Wednesday, September 01, 2010

To Stop Hiding

I started this post yesterday intending to tell you a few highlights about Corbin's and my beach trip. It probably would have turned into a life update, which can tend to happen from time to time with my posts. I don't want that. You don't care that I ate ice cream every day at the beach.  You don't care that we had a delicious dinner with Corbin's parents for his birthday the night before we left for the beach. You don't care about how much I love the boardwalk. And the reason why you don't care is because it's not important. Yes, time off is important. Yes, fun is important. Yes, I understand that you care about me and are interested in how my life is going. But there are much, much more important things than some of the things I write about on this blog.

This is not to say that I won't still provide some updates about things that I'm excited about. When I figure out what will be the first thing I make in my new mixer, you'll know. When I start my pottery class (September 13th!), you'll know. When I eat at a new restaurant, you'll know. But these things do not a good blog make. Nor do they a good person make.

As my friends one by one start to write blogs, I realize what incredible writers my friends are. Andrew spits out heart-wrenching blog after heart-wrenching blog; Brett Baker spins her words into touching anecdotes about life and her marriage; Vince cracks me up with his Italian restaurant antics; Shawn writes his (sporadic) entries with biting humor. I am not any of these types of writers. I do not use this blog as a creative outlet for my writing. Instead, I use this blog as an outlet for my life.

It's easy for me to get caught up in the daily things that happen and when I do my blog posts turn into a reading from Twilight ("This happened... then this happened... then I did this... then he said this... then this happened..."). But there are much more important things going on in my life right now, and I need to focus enough to share them. Remember that blog I wrote a few weeks ago about being afraid? That was big. And bigger things than that are happening. And if I share them here, put them on the interwebs for anyone to see, I can no longer ignore them. I can also begin to deal with one of my biggest problems, which is not being able to share myself with others.

So, in the interest of sharing myself with you: I am depressed. And just like the last time, it snuck up on me. The symptoms of my depression as of now manifest themselves in entire days of eating anything in sight and watching anything I can find on television. I spend more time on the couch in my apartment than I do at work (I work about 30 hours a week). If any of you have known me for a long time, you've known that my weight has gone up and down and up and down. Over the past ten years I've bounced around between 130 and 175. My body, as of the last time I measured it, is about 1/3 fat. This is not, however, just a matter of going on a diet... there's a much deeper reason that I behave the way that I do, and I am in the middle of trying to figure that out. I'm grappling with huge self esteem issues that I didn't even realize existed, and those are completely separate even from my weight issues. They're issues that I didn't even realize stemmed from low self esteem. I've felt for years that I have great self esteem. It is not true... I'm just good at hiding it from myself.

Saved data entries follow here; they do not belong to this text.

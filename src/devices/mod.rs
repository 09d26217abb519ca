//! Device library.
//!
//! Every device class known to a fresh [`Factory`] is registered here
//! together with its default parameter list. The list names the positional
//! parameters of a netlist statement (`RES(R1, 1k)` sets `R1.R`); a leading
//! `+` marks the positional values as pin names instead.

pub mod proxy;
pub mod system;
pub mod truthtable;
pub mod twoterm;

use crate::error::Result;
use crate::setup::Factory;
use crate::solver::SolverDevice;

/// Register all built-in device classes.
pub fn register_all(f: &mut Factory) -> Result<()> {
    // analog
    f.register("RES", "R", twoterm::Resistor::build);
    f.register("CAP", "C", twoterm::Capacitor::build);
    f.register("DIODE", "MODEL", twoterm::Diode::build);
    f.register("VS", "V", twoterm::VoltageSource::build);
    f.register("CS", "I", twoterm::CurrentSource::build);
    f.register("SWITCH", "-", twoterm::Switch::build);
    f.register("RES_SWITCH", "+IN,P1,P2", twoterm::ResSwitch::build);

    // system
    f.register("GND", "-", system::Gnd::build);
    f.register("TTL_INPUT", "IN", system::LogicInput::build_ttl);
    f.register("LOGIC_INPUT", "IN,FAMILY", system::LogicInput::build);
    f.register("ANALOG_INPUT", "IN", system::AnalogInput::build);
    f.register("CLOCK", "FREQ", system::Clock::build);
    f.register("MAINCLOCK", "FREQ", system::MainClock::build);
    f.register("DUMMY_INPUT", "-", system::DummyInput::build);
    f.register("FRONTIER_DEV", "+I,G,Q", system::Frontier::build);
    f.register("LOG", "+I", system::Log::build);
    f.register("SOLVER", "FREQ", SolverDevice::build);

    // inserted by the resolver
    f.register(proxy::D_TO_A_CLASS, "-", proxy::DToAProxy::build);
    f.register(proxy::A_TO_D_CLASS, "-", proxy::AToDProxy::build);

    truthtable::register_library(f)
}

Last time I was depressed, I took medicine. It worked great, and there are times that I'd love to be able to pop a pill and make everything better. The problem is that it won't make everything better. I need to find the sources of the things that I'm dealing with and accept them. That's something I'm learning... that the bad parts of yourself cannot be pushed away or they will grab a greater hold on you. You must learn to accept them, understand them, forgive yourself. Don't suppress them.

I'm currently reading How to Raise Your Self Esteem by Nathaniel Branden, which is helping me figure out the roots of the problems I'm experience. I also just started today a book that my sister bought me called Women Food and God. I have a lot of faith that this woman, Geneen Roth, is going to present to me a path to understanding myself that will take me very far.

So that's me, right now. It's a lot of information to just put out there, but I can no longer convince myself that everything is fine. And if you're wondering, Corbin is proving to be more supportive and encouraging in this process than I ever imagined possible. He never stops believing that I am strong enough to get through this, even on the days when I break down, convinced that this isn't possible for me. And for those of you who feel weird reading all of this, that's okay. For those of you who want to say something but don't know how to approach it, that's okay. Don't worry yourself. I know you care about me.

And if you're still wondering how the beach trip was... it was fantastic. Relaxing. Sunny and 78 degrees every day. We ate too much ice cream. We saw a fisherman catch a shark. We shared a 45-ounce pina colada. We played with Ivy. We listened to a lot of music. When we got home, my mixer was waiting for me:



Thanks.

4 comments:

Lizzie said...

i love you suse

Anonymous said...

The things you say are things I wish I had the strength to say.

Ginna said...

I love you Susie! I have watched you deal with a lot of life-changing times this way: You slow things down, acknowledge them clearly, and think through them vs. making emotional, irrational decisions that are only short-term fixes. You are destined for so much happiness!!

xoxoxo Miss you. You and Corby should schedule a trip up here this Fall/winter. We would love it.

Harrison said...

This was a good post. I'd love to catch up some time and talk about this.